(Data Opens)
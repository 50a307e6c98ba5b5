//! Domain-level error types.

use thiserror::Error;

use crate::domain::RequestStatus;

/// Domain errors - client-side rule failures surfaced before any network call.
///
/// `Display` is the exact inline message shown to the user.
#[derive(Debug, Clone, PartialEq, Eq, Error)]
pub enum DomainError {
    #[error("{0}")]
    Validation(String),

    #[error("No email found. Please register again.")]
    MissingPendingEmail,

    #[error("No reset request found. Please request a new OTP.")]
    MissingResetEmail,

    #[error("Only submitted requests can be updated (current status: {status})")]
    NotEditable { status: RequestStatus },
}

impl DomainError {
    pub fn validation(message: impl Into<String>) -> Self {
        Self::Validation(message.into())
    }
}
(Data Closes)
Work to complete: Tell how many lines in the entries above include the string "impl", and write nothing but the number.

Expected answer: 2